近年、労働者が働く時間を自由に決める「フレックスタイム制」を導入する企業が増えていますが、フレックスタイム制における労働時間の考え方や、コアタイム・フレキシブルタイムの違いについてご存知でしょうか。
本記事では、フレックスタイム制の仕組みや導入後のメリット・デメリットについて解説します。
フレックスタイム制とは
フレックスタイム制とは、一定期間の総労働時間の範囲内で、労働者が始業時刻と終業時刻を自由に決められる制度のことを指します。
必ず働かなければいけないコアタイムと、労働者が自由に労働時間を決められるフレキシブルタイムによって構成されていることが一般的で、労働者がその日の都合にあわせて柔軟に働けることが特長です。
フレックスタイム制の導入背景・現状
日本では、1987年の労働基準法改正により、労働時間を国際的な基準に合わせることを目的としてフレックスタイム制が導入されました。
厚生労働省が令和3年に実施した就労条件総合調査によると、フレックスタイム制を導入している企業の割合は6.5%となっています。

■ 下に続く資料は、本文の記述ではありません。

impl IpcListener {
    /// Creates the runtime-side endpoint described by `config`.
    ///
    /// The rendezvous is not bound until [`IpcListener::listen`].
    pub fn server(config: &IpcConfig) -> Self {
        Self {
            path: config.resolve_path(),
            role: Role::Listen,
            slot_count: config.listen_slots.max(1),
            socket: None,
            slots: Vec::new(),
            closed: false,
        }
    }

    /// Creates a tool-side endpoint dialing `path`.
    pub fn client(path: impl Into<PathBuf>) -> Self {
        Self {
            path: path.into(),
            role: Role::Connect,
            slot_count: 0,
            socket: None,
            slots: Vec::new(),
            closed: false,
        }
    }

    /// The rendezvous path this endpoint serves or dials.
    pub fn path(&self) -> &Path {
        &self.path
    }

    /// Which side of the rendezvous this endpoint is.
    pub fn role(&self) -> Role {
        self.role
    }

    /// True once [`IpcListener::listen`] has bound the rendezvous.
    pub fn is_listening(&self) -> bool {
        self.socket.is_some() && !self.closed
    }

    /// Number of slots currently armed or holding an unharvested outcome.
    pub fn armed_slots(&self) -> usize {
        self.slots
            .iter()
            .filter(|slot| slot.state() != SlotState::Idle)
            .count()
    }

    pub(crate) fn slots(&self) -> &[ListenerSlot] {
        &self.slots
    }

    /// Binds the rendezvous and arms the slot pool.
    ///
    /// Slots that fail to arm are reported through the callback and left
    /// idle; `Err(SlotSetup)` names them. Slots that did arm keep working,
    /// so a partial failure still serves connections. Calling this on an
    /// endpoint that is already listening does nothing.
    pub fn listen(&mut self, callback: Option<ErrorCallback>) -> Result<()> {
        if self.role != Role::Listen {
            let err = Error::WrongRole("listen on a connect endpoint");
            report_error(callback, "listen", &err);
            return Err(err);
        }
        if self.closed {
            let err = Error::InvalidState("listen on a closed endpoint");
            report_error(callback, "listen", &err);
            return Err(err);
        }
        if self.socket.is_some() {
            return Ok(());
        }

        let socket = match self.bind_rendezvous() {
            Ok(socket) => socket,
            Err(err) => {
                report_error(callback, "bind rendezvous", &err);
                return Err(err);
            }
        };
        self.socket = Some(socket);
        self.slots = (0..self.slot_count).map(ListenerSlot::new).collect();

        let mut failed = Vec::new();
        for index in 0..self.slots.len() {
            if let Err(err) = self.prepare_slot(index) {
                report_error(callback, &format!("arm slot {index}"), &err);
                self.slots[index].reset();
                failed.push(index);
            }
        }
        if failed.is_empty() {
            Ok(())
        } else {
            Err(Error::SlotSetup(failed))
        }
    }

    /// Waits for a connection and hands it off as an owned [`IpcStream`].
    ///
    /// The slot that produced the connection is recycled before this
    /// returns, so the pool is back at full strength by the time the
    /// caller sees the stream. `None` waits indefinitely.
    pub fn accept(
        &mut self,
        timeout: Option<Duration>,
        callback: Option<ErrorCallback>,
    ) -> Result<IpcStream> {
        if self.role != Role::Listen {
            let err = Error::WrongRole("accept on a connect endpoint");
            report_error(callback, "accept", &err);
            return Err(err);
        }
        if self.closed {
            let err = Error::InvalidState("accept on a closed endpoint");
            report_error(callback, "accept", &err);
            return Err(err);
        }
        if self.socket.is_none() {
            let err = Error::InvalidState("accept before listen");
            report_error(callback, "accept", &err);
            return Err(err);
        }

        let deadline = deadline_after(timeout);
        loop {
            if let Some(stream) = self.try_harvest(callback)? {
                return Ok(stream);
            }
            let verdict = {
                let mut entries = [PollEntry::listener(&*self)];
                poll_until(&mut entries, deadline, callback)?
            };
            if verdict == PollVerdict::TimedOut {
                return Err(Error::TimedOut);
            }
        }
    }

    /// Dials the rendezvous and returns the connected stream.
    pub fn connect(&self, callback: Option<ErrorCallback>) -> Result<IpcStream> {
        if self.role != Role::Connect {
            let err = Error::WrongRole("connect on a listen endpoint");
            report_error(callback, "connect", &err);
            return Err(err);
        }
        if self.closed {
            let err = Error::InvalidState("connect on a closed endpoint");
            report_error(callback, "connect", &err);
            return Err(err);
        }
        let socket = match UnixStream::connect(&self.path) {
            Ok(socket) => socket,
            Err(err) => {
                let err = Error::Io(err);
                report_error(
                    callback,
                    &format!("connect to {}", self.path.display()),
                    &err,
                );
                return Err(err);
            }
        };
        IpcStream::from_socket(socket, Role::Connect, None)
    }

    /// Closes the endpoint and, on the listening side, unlinks the
    /// rendezvous path so tools stop finding it.
    pub fn close(&mut self, callback: Option<ErrorCallback>) {
        self.close_inner(false, callback);
    }

    /// Closes the endpoint without unlinking the rendezvous path.
    ///
    /// For process-shutdown paths that must not touch the filesystem. The
    /// next process to bind the same path removes the stale file.
    pub fn shutdown_close(&mut self, callback: Option<ErrorCallback>) {
        self.close_inner(true, callback);
    }

    fn close_inner(&mut self, is_shutdown: bool, callback: Option<ErrorCallback>) {
        if self.closed {
            return;
        }
        self.closed = true;
        for slot in &mut self.slots {
            slot.reset();
        }
        let bound = self.socket.take().is_some();
        if bound && self.role == Role::Listen && !is_shutdown {
            if let Err(err) = fs::remove_file(&self.path) {
                if err.kind() != io::ErrorKind::NotFound {
                    report_error(callback, "unlink rendezvous", &Error::Io(err));
                }
            }
        }
    }

    fn bind_rendezvous(&self) -> Result<UnixListener> {
        // A crashed predecessor leaves its socket file behind; binding
        // over it requires removing it first.
        if self.path.exists() {
            fs::remove_file(&self.path)?;
        }
        let socket = UnixListener::bind(&self.path)?;
        socket.set_nonblocking(true)?;
        fs::set_permissions(&self.path, fs::Permissions::from_mode(0o600))?;
        Ok(socket)
    }

    fn prepare_slot(&mut self, index: usize) -> Result<()> {
        let socket = match &self.socket {
            Some(socket) => socket,
            None => return Err(Error::InvalidState("slot setup without a rendezvous")),
        };
        let slot = &mut self.slots[index];
        slot.create(socket)?;
        slot.arm()
    }

    /// Single harvest sweep over the pool.
    ///
    /// Slots already holding an outcome go first so that parked
    /// connections are handed off before new ones are accepted.
    fn try_harvest(&mut self, callback: Option<ErrorCallback>) -> Result<Option<IpcStream>> {
        let order: Vec<usize> = {
            let parked = self
                .slots
                .iter()
                .filter(|s| matches!(s.state(), SlotState::Ready | SlotState::Broken))
                .map(ListenerSlot::index);
            let quiet = self
                .slots
                .iter()
                .filter(|s| !matches!(s.state(), SlotState::Ready | SlotState::Broken))
                .map(ListenerSlot::index);
            parked.chain(quiet).collect()
        };

        for index in order {
            match self.slots[index].harvest() {
                Harvest::Connection(socket) => {
                    self.recycle_slot(index, callback);
                    return match IpcStream::from_socket(socket, Role::Listen, Some(index)) {
                        Ok(stream) => Ok(Some(stream)),
                        Err(err) => {
                            report_error(callback, "adopt accepted connection", &err);
                            Err(err)
                        }
                    };
                }
                Harvest::Fault(fault) => {
                    let err = Error::Io(fault);
                    report_error(callback, &format!("slot {index} accept"), &err);
                    self.recycle_slot(index, callback);
                    return Err(err);
                }
                Harvest::Pending => {}
            }
        }
        Ok(None)
    }

    fn recycle_slot(&mut self, index: usize, callback: Option<ErrorCallback>) {
        self.slots[index].reset();
        if let Err(err) = self.prepare_slot(index) {
            report_error(callback, &format!("recycle slot {index}"), &err);
            self.slots[index].reset();
        }
    }
}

内訳は、従業員数1,000人以上の企業が28.7%、300~999人の企業が15.6%、100~299人の企業が8.7%、30~99人の企業が4.1%と、従業員数が多い企業ほどフレックスタイム制の導入が進んでいることがわかります。
フレックスタイム制の仕組み
次に、フレックスタイム制の仕組みについて解説します。
コアタイム・フレキシブルタイムとは
前述の通り、フレックスタイム制は労働者が始業時刻や終業時刻を決められる制度ですが、一般的にはコアタイムとフレキシブルタイムが設定されているため、24時間いつでも自由に働けるというわけではありません。
コアタイムとは、労働者が必ず働かなければならない時間帯のことです。例えば、10時から16時までをコアタイムに設定している場合、その時間は対象となる従業員全員が勤務する必要があります。コアタイムを設定することで、従業員同士の情報共有やコミュニケーションが円滑となり、共同作業もスムーズに行えるといった効果があります。

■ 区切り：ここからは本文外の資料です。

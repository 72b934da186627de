//! Wire format for diagnostic commands.
//!
//! Every message starts with a fixed 14-byte header followed by an
//! opaque payload. All integers are little endian:
//!
//! ```text
//! offset  size  field
//! ------  ----  ----------------------------------------
//!      0     8  magic, "DIPC_V1\0"
//!      8     2  size of the whole message, header included
//!     10     1  command set
//!     11     1  command
//!     12     2  reserved, must be zero
//! ```
//!
//! The command set routes a message to a subsystem; the command selects an
//! operation within it. Set `0xFF` is reserved for the server itself and
//! carries its OK and error replies. An error reply's payload is a single
//! little-endian `u32` status code.

use std::time::Duration;

use crate::error::{Error, Result};
use crate::stream::IpcStream;

/// Magic bytes opening every message.
pub const MAGIC: [u8; 8] = *b"DIPC_V1\0";

/// Encoded size of a [`MessageHeader`].
pub const HEADER_SIZE: usize = 14;

/// Largest encodable message, header included.
pub const MAX_MESSAGE_SIZE: usize = u16::MAX as usize;

/// Reply code: the command set or command is not recognized.
pub const ERR_UNKNOWN_COMMAND: u32 = 0x8013_0001;

/// Reply code: the magic bytes did not match.
pub const ERR_UNKNOWN_MAGIC: u32 = 0x8013_0002;

/// Reply code: the header or payload was malformed.
pub const ERR_BAD_ENCODING: u32 = 0x8013_0003;

/// Server-set command byte of a success reply.
pub const SERVER_OK: u8 = 0x00;

/// Server-set command byte of an error reply.
pub const SERVER_ERROR: u8 = 0xFF;

/// Subsystems a command can be routed to.
#[derive(Debug, Clone, Copy, PartialEq, Eq)]
#[repr(u8)]
pub enum CommandSet {
    /// Process dump requests.
    Dump = 0x01,

    /// Event streaming session control.
    EventPipe = 0x02,

    /// Profiler attach requests.
    Profiler = 0x03,

    /// Replies from the server itself.
    Server = 0xFF,
}

impl CommandSet {
    /// Maps a wire byte back to a command set.
    pub const fn from_u8(value: u8) -> Option<CommandSet> {
        match value {
            0x01 => Some(CommandSet::Dump),
            0x02 => Some(CommandSet::EventPipe),
            0x03 => Some(CommandSet::Profiler),
            0xFF => Some(CommandSet::Server),
            _ => None,
        }
    }
}

/// Fixed-size frame header preceding every payload.
#[derive(Debug, Clone, Copy, PartialEq, Eq)]
pub struct MessageHeader {
    /// Protocol magic; see [`MAGIC`].
    pub magic: [u8; 8],

    /// Size of the whole message including this header.
    pub size: u16,

    /// Subsystem the message is addressed to.
    pub command_set: u8,

    /// Operation within the subsystem.
    pub command: u8,

    /// Reserved; zero on the wire.
    pub reserved: u16,
}

impl MessageHeader {
    /// Builds a header for a payload of `payload_len` bytes.
    pub fn new(command_set: u8, command: u8, payload_len: usize) -> Result<Self> {
        let total = HEADER_SIZE + payload_len;
        if total > MAX_MESSAGE_SIZE {
            return Err(Error::BadEncoding("payload too large for one message"));
        }
        Ok(Self {
            magic: MAGIC,
            size: total as u16,
            command_set,
            command,
            reserved: 0,
        })
    }

    /// Encodes the header in wire order.
    pub fn to_bytes(&self) -> [u8; HEADER_SIZE] {
        let mut bytes = [0u8; HEADER_SIZE];
        bytes[0..8].copy_from_slice(&self.magic);
        bytes[8..10].copy_from_slice(&self.size.to_le_bytes());
        bytes[10] = self.command_set;
        bytes[11] = self.command;
        bytes[12..14].copy_from_slice(&self.reserved.to_le_bytes());
        bytes
    }

    /// Decodes a header as-is, without validating it.
    pub fn from_bytes(bytes: &[u8; HEADER_SIZE]) -> Self {
        let mut magic = [0u8; 8];
        magic.copy_from_slice(&bytes[0..8]);
        Self {
            magic,
            size: u16::from_le_bytes([bytes[8], bytes[9]]),
            command_set: bytes[10],
            command: bytes[11],
            reserved: u16::from_le_bytes([bytes[12], bytes[13]]),
        }
    }

    /// True when the magic bytes match this protocol.
    pub fn magic_ok(&self) -> bool {
        self.magic == MAGIC
    }

    /// Checks the size field against the fixed header length.
    pub fn validate(&self) -> Result<()> {
        if (self.size as usize) < HEADER_SIZE {
            return Err(Error::BadEncoding("message size smaller than its header"));
        }
        Ok(())
    }

    /// Number of payload bytes following the header.
    pub fn payload_len(&self) -> usize {
        (self.size as usize).saturating_sub(HEADER_SIZE)
    }
}

/// A complete framed message.
#[derive(Debug, Clone, PartialEq, Eq)]
pub struct Message {
    /// Frame header.
    pub header: MessageHeader,

    /// Opaque payload; its meaning belongs to the command set.
    pub payload: Vec<u8>,
}

impl Message {
    /// Builds a message addressed to `command_set`.
    pub fn new(command_set: CommandSet, command: u8, payload: Vec<u8>) -> Result<Self> {
        let header = MessageHeader::new(command_set as u8, command, payload.len())?;
        Ok(Self { header, payload })
    }

    /// Encodes header and payload in wire order.
    pub fn to_bytes(&self) -> Vec<u8> {
        let mut bytes = Vec::with_capacity(HEADER_SIZE + self.payload.len());
        bytes.extend_from_slice(&self.header.to_bytes());
        bytes.extend_from_slice(&self.payload);
        bytes
    }
}

/// Reads one framed message. The timeout bounds each of the two reads,
/// header and payload, separately.
pub fn read_message(stream: &mut IpcStream, timeout: Option<Duration>) -> Result<Message> {
    let mut header_bytes = [0u8; HEADER_SIZE];
    stream.read_exact(&mut header_bytes, timeout)?;
    let header = MessageHeader::from_bytes(&header_bytes);
    if !header.magic_ok() {
        return Err(Error::InvalidMagic);
    }
    header.validate()?;

    let mut payload = vec![0u8; header.payload_len()];
    stream.read_exact(&mut payload, timeout)?;
    Ok(Message { header, payload })
}

/// Writes one framed message and flushes it.
pub fn write_message(
    stream: &mut IpcStream,
    message: &Message,
    timeout: Option<Duration>,
) -> Result<()> {
    stream.write_all(&message.to_bytes(), timeout)?;
    stream.flush()
}

/// Builds a success reply.
pub fn ok_message() -> Message {
    let header = MessageHeader {
        magic: MAGIC,
        size: HEADER_SIZE as u16,
        command_set: CommandSet::Server as u8,
        command: SERVER_OK,
        reserved: 0,
    };
    Message {
        header,
        payload: Vec::new(),
    }
}

/// Builds an error reply carrying `code` as its payload.
pub fn error_message(code: u32) -> Message {
    let payload = code.to_le_bytes().to_vec();
    let header = MessageHeader {
        magic: MAGIC,
        size: (HEADER_SIZE + payload.len()) as u16,
        command_set: CommandSet::Server as u8,
        command: SERVER_ERROR,
        reserved: 0,
    };
    Message { header, payload }
}

#[cfg(test)]
mod tests {
    use super::*;
    use crate::stream::Role;
    use std::os::unix::net::UnixStream;

    fn stream_pair() -> (IpcStream, IpcStream) {
        let (a, b) = UnixStream::pair().unwrap();
        let a = IpcStream::from_socket(a, Role::Listen, None).unwrap();
        let b = IpcStream::from_socket(b, Role::Connect, None).unwrap();
        (a, b)
    }

    #[test]
    fn test_protocol_header_roundtrip() {
        let header = MessageHeader::new(CommandSet::EventPipe as u8, 0x01, 5).unwrap();
        let decoded = MessageHeader::from_bytes(&header.to_bytes());
        assert_eq!(decoded, header);
        assert!(decoded.magic_ok());
        decoded.validate().unwrap();
        assert_eq!(decoded.payload_len(), 5);
        assert_eq!(decoded.size, (HEADER_SIZE + 5) as u16);
    }

    #[test]
    fn test_protocol_rejects_size_below_header() {
        let mut bytes = [0u8; HEADER_SIZE];
        bytes[0..8].copy_from_slice(&MAGIC);
        bytes[8..10].copy_from_slice(&7u16.to_le_bytes());
        let header = MessageHeader::from_bytes(&bytes);
        assert!(header.magic_ok());
        assert!(matches!(header.validate(), Err(Error::BadEncoding(_))));
    }

    #[test]
    fn test_protocol_rejects_oversized_payload() {
        let result = Message::new(CommandSet::Dump, 0x01, vec![0u8; MAX_MESSAGE_SIZE]);
        assert!(matches!(result, Err(Error::BadEncoding(_))));
    }

    #[test]
    fn test_protocol_error_reply_layout() {
        let message = error_message(ERR_UNKNOWN_MAGIC);
        let bytes = message.to_bytes();
        assert_eq!(bytes.len(), HEADER_SIZE + 4);
        assert_eq!(&bytes[0..8], &MAGIC);
        assert_eq!(
            u16::from_le_bytes([bytes[8], bytes[9]]) as usize,
            HEADER_SIZE + 4
        );
        assert_eq!(bytes[10], CommandSet::Server as u8);
        assert_eq!(bytes[11], SERVER_ERROR);
        assert_eq!(
            u32::from_le_bytes([bytes[14], bytes[15], bytes[16], bytes[17]]),
            ERR_UNKNOWN_MAGIC
        );
    }

    #[test]
    fn test_protocol_command_set_from_wire_byte() {
        assert_eq!(CommandSet::from_u8(0x01), Some(CommandSet::Dump));
        assert_eq!(CommandSet::from_u8(0x02), Some(CommandSet::EventPipe));
        assert_eq!(CommandSet::from_u8(0x03), Some(CommandSet::Profiler));
        assert_eq!(CommandSet::from_u8(0xFF), Some(CommandSet::Server));
        assert_eq!(CommandSet::from_u8(0x42), None);
    }

    #[test]
    fn test_protocol_message_roundtrip_over_stream() {
        let (mut server, mut client) = stream_pair();
        let sent = Message::new(CommandSet::Dump, 0x01, b"abc".to_vec()).unwrap();
        write_message(&mut client, &sent, Some(Duration::from_secs(5))).unwrap();

        let received = read_message(&mut server, Some(Duration::from_secs(5))).unwrap();
        assert_eq!(received, sent);
        assert_eq!(received.header.command_set, CommandSet::Dump as u8);
        assert_eq!(received.payload, b"abc");
    }

    #[test]
    fn test_protocol_read_rejects_bad_magic() {
        let (mut server, mut client) = stream_pair();
        let mut bytes = [0u8; HEADER_SIZE];
        bytes[0..8].copy_from_slice(b"BOGUS!!\0");
        bytes[8..10].copy_from_slice(&(HEADER_SIZE as u16).to_le_bytes());
        client
            .write_all(&bytes, Some(Duration::from_secs(5)))
            .unwrap();

        let result = read_message(&mut server, Some(Duration::from_secs(5)));
        assert!(matches!(result, Err(Error::InvalidMagic)));
    }

    #[test]
    fn test_protocol_read_times_out_on_silence() {
        let (mut server, _client) = stream_pair();
        let result = read_message(&mut server, Some(Duration::from_millis(50)));
        assert!(matches!(result, Err(Error::TimedOut)));
    }
}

一方、フレキシブルタイムとは、労働者が始業時刻と終業時刻を自由に調整できる時間帯のことです。例えば、10時から16時までをコアタイムに設定している場合、8時から10時と16時から20時をフレキシブルタイムと設定するなど、コアタイムの前後にフレキシブルタイムを設けることが一般的です。
なお、企業によってはコアタイムを設けないスーパーフレックスタイム制を採用しているケースもあります。
清算期間・総労働時間とは
フレックスタイム制を導入するためには、一定の期間(清算期間)で働かなければならない総労働時間を労使協定で定める必要があります。
これまでのフレックスタイム制では、清算期間の上限が1カ月に設定されていましたが、2019年の法改正により上限が3カ月に延長されたため、より柔軟な働き方ができるようになりました。
総労働時間は企業によって異なりますが、1週間の労働時間が40時間以内(労働者が常時10人未満の特例措置対象事業所の場合は44時間以内)となるよう定める必要があります。
休憩時間の仕組み
フレックスタイム制を導入していても、労働時間が6時間を超える場合は最低45分、8時間を超える場合は最低1時間の休憩時間を確保する必要があります。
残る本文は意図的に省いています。